A theory being tested was that older audiences, who report more difficulty sleeping than younger demographic groups, would respond more favorably to the retailer's online display ads. Campaigns were initially skewed to sites that over-indexed against an audience composed of ages 50 and older.
Figure 1: Age of ad viewer, by impressions.
As Figure 1 shows, a bulk of impressions during the discovery portion of the campaign were delivered to visitors aged 46 to 65 years of age, which was the desired demographic. After analysis of those who viewed or clicked on a display ad, and then went on to purchase, the audience composition was remarkably different. As shown in Figure 2, the bulk of conversions came from those aged 18 to 45.
Figure 2: Age of mattress purchaser (conversions).
The agency adjusted the ad buy to heavy up on sites that over-indexed for a younger audience, and opted out of buys tailored to the older demographic. As wasted impressions were trimmed down in the overall plan, conversion rates increased dramatically. Testing and validating your instincts with data on an ongoing basis is the key to success in digital display advertising. The mattress retailer, who experienced better sales from older store visitors (offline), found a more responsive younger audience online. Although it seems obvious, having the initial data means being able to smartly allocate marketing capital, and having access to ongoing data means not having to rely on old insights in a changing marketplace.
Another offline theory the mattress retailer sought to validate was the mattress lifecycle. After collecting brick-and-mortar sales data for years, the retailer knew that the average life of a mattress was approximately seven years, and that the single greatest life event influencing the purchase of a new mattress was moving. Therefore, it made sense to target audiences based on length of residence (less than seven years), and target content around buying or renting a new home.
Inventory was bought from a wide range of home-specific and moving sites, and measured using Aperture audience measurement populated with data sets from Experian, IXI financial, V12 demographic, and Nielsen PRIZM data.
Figure 3: Length of residence, by impressions.
Figure 4: Length of residence, by click.
As Figures 3 and 4 amply demonstrate, the mattress retailer was targeting the bulk of impressions toward individuals reporting over seven years of residence in a single location, and clicks among that group indexed the highest in aggregate. That data validated the approach of buying into sites with a strong audience of self-reported homeowners. However, a deeper look into audience data revealed a strong distinction between renters and buyers.
Figure 5: Comparing impressions and conversions by home ownership status.
As noted in Figure 5, although the bulk of impressions in the campaign were served to homeowners, renters were the ones buying the most mattresses. This learning did more than any other data point to drive campaign optimization.
Naturally, the next step in the campaign optimization process was to focus inventory delivery to sites that promised a concentrated audience of home renters. Sites such as ForRent.com, ApartmentGuide.com, and Renters.com were added to the optimization plan.

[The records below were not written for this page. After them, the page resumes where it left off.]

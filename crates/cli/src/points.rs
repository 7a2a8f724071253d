//! Point-set CSV I/O (columns `x`, `y`) through polars.

use anyhow::{anyhow, Context, Result};
use dchull::Point2;
use polars::prelude::*;
use std::fs::File;
use std::path::Path;

pub fn read_points(path: &Path) -> Result<Vec<Point2>> {
    let df = LazyCsvReader::new(path)
        .with_has_header(true)
        .with_infer_schema_length(Some(100))
        .finish()
        .with_context(|| format!("opening {}", path.display()))?
        .select([
            col("x").cast(DataType::Float64),
            col("y").cast(DataType::Float64),
        ])
        .collect()
        .with_context(|| format!("reading x,y columns from {}", path.display()))?;
    tracing::info!(rows = df.height(), "input_csv_shape");
    let xs = df.column("x")?.f64()?;
    let ys = df.column("y")?.f64()?;
    xs.into_iter()
        .zip(ys.into_iter())
        .enumerate()
        .map(|(row, xy)| match xy {
            (Some(x), Some(y)) => Ok(Point2::new(x, y)),
            _ => Err(anyhow!("{}: row {row} is missing a coordinate", path.display())),
        })
        .collect()
}

pub fn write_points(path: &Path, pts: &[Point2]) -> Result<()> {
    if let Some(parent) = path.parent() {
        if !parent.as_os_str().is_empty() {
            std::fs::create_dir_all(parent)?;
        }
    }
    let xs: Vec<f64> = pts.iter().map(|p| p.x).collect();
    let ys: Vec<f64> = pts.iter().map(|p| p.y).collect();
    let mut df = df!("x" => xs, "y" => ys)?;
    let mut file = File::create(path).with_context(|| format!("creating {}", path.display()))?;
    CsvWriter::new(&mut file)
        .include_header(true)
        .finish(&mut df)
        .with_context(|| format!("writing {}", path.display()))?;
    Ok(())
}
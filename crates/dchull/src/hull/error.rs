use std::fmt;

/// Errors surfaced by the hull builder.
///
/// Degenerate geometry (duplicates, collinear points) is not an error; it is
/// resolved by the tie policy documented on `hull`.
#[derive(Clone, Debug, PartialEq)]
pub enum HullError {
    /// The point set is empty.
    EmptyInput,
    /// The point at `index` has a NaN or infinite coordinate.
    NonFinite { index: usize },
    /// A `HullCfg` field is out of range.
    InvalidConfig { reason: String },
}

impl HullError {
    pub(crate) fn config(reason: impl Into<String>) -> Self {
        Self::InvalidConfig {
            reason: reason.into(),
        }
    }

    /// True for the two invalid-input kinds (as opposed to a bad config).
    pub fn is_invalid_input(&self) -> bool {
        matches!(self, Self::EmptyInput | Self::NonFinite { .. })
    }
}

impl fmt::Display for HullError {
    fn fmt(&self, f: &mut fmt::Formatter<'_>) -> fmt::Result {
        match self {
            Self::EmptyInput => write!(f, "invalid input: the point set is empty"),
            Self::NonFinite { index } => {
                write!(f, "invalid input: point {index} has a non-finite coordinate")
            }
            Self::InvalidConfig { reason } => write!(f, "invalid hull config: {reason}"),
        }
    }
}

impl std::error::Error for HullError {}
//! Upper and lower tangent search between two x-separated convex hulls.
//!
//! Both searches start from the anchors (lexicographic max of the left hull,
//! lexicographic min of the right hull) and alternate a left walk and a right
//! walk, each adopting the immediate neighbour only while it lies strictly
//! beyond the current line. Ties are no improvement.
//!
//! Walk directions for CCW hulls:
//! - upper: left endpoint steps forward (CCW), right endpoint steps backward;
//! - lower: left endpoint steps backward, right endpoint steps forward.

use std::cmp::Ordering;

use crate::geom2::{lex_extreme, orient, Point2};

use super::types::Tangent;

#[derive(Clone, Copy, Debug, PartialEq, Eq)]
enum Side {
    Upper,
    Lower,
}

type Step = fn(usize, usize) -> usize;

#[inline]
fn forward(i: usize, n: usize) -> usize {
    (i + 1) % n
}

#[inline]
fn backward(i: usize, n: usize) -> usize {
    (i + n - 1) % n
}

/// Tangent with both hulls on or right of the directed line `left → right`.
pub fn upper_tangent(left: &[Point2], right: &[Point2], eps: f64) -> Tangent {
    walk(left, right, eps, Side::Upper)
}

/// Tangent with both hulls on or left of the directed line `left → right`.
pub fn lower_tangent(left: &[Point2], right: &[Point2], eps: f64) -> Tangent {
    walk(left, right, eps, Side::Lower)
}

fn walk(left: &[Point2], right: &[Point2], eps: f64, side: Side) -> Tangent {
    assert!(
        !left.is_empty() && !right.is_empty(),
        "tangent search needs two non-empty hulls"
    );
    let (nl, nr) = (left.len(), right.len());
    let (sign, step_left, step_right): (f64, Step, Step) = match side {
        Side::Upper => (1.0, forward as Step, backward as Step),
        Side::Lower => (-1.0, backward as Step, forward as Step),
    };
    let beyond = |a: Point2, b: Point2, c: Point2| sign * orient(a, b, c) > eps;

    let mut i = lex_extreme(left, Ordering::Greater);
    let mut j = lex_extreme(right, Ordering::Less);
    // On convex inputs each endpoint advances less than one full turn.
    let mut budget = nl + nr;
    let mut moved = true;
    while moved {
        moved = false;
        loop {
            let cand = step_left(i, nl);
            if cand == i || !beyond(left[i], right[j], left[cand]) {
                break;
            }
            if budget == 0 {
                tracing::warn!(?side, nl, nr, i, j, "tangent search budget exhausted");
                return Tangent { left: i, right: j };
            }
            budget -= 1;
            i = cand;
            moved = true;
            tracing::trace!(?side, i, j, "adopt left");
        }
        loop {
            let cand = step_right(j, nr);
            if cand == j || !beyond(left[i], right[j], right[cand]) {
                break;
            }
            if budget == 0 {
                tracing::warn!(?side, nl, nr, i, j, "tangent search budget exhausted");
                return Tangent { left: i, right: j };
            }
            budget -= 1;
            j = cand;
            moved = true;
            tracing::trace!(?side, i, j, "adopt right");
        }
    }
    Tangent { left: i, right: j }
}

More insights came as the Aperture data was collected. Despite purporting to have a heavy concentration of renters, two of the more popular sites actually index much higher among homeowners, as shown in Figure 6. It looked as though homeowners that were looking into renting made up the majority of the audience - a fact that helped the retailer tailor specific messaging to them.
Figure 6: In this example, a media site aimed at renters, over-indexes against current homeowners.
For this particular campaign, the ability for the retailer to validate certain audience assumptions using real demographic data was critical, as well as the ability to leverage the distinction between two types of potential customers: homeowners, and renters. Additionally, getting real audience metrics beyond a publisher's media kit or self-declared audience information enabled the retailer to craft its creative and messaging in a highly specific way that increased conversions.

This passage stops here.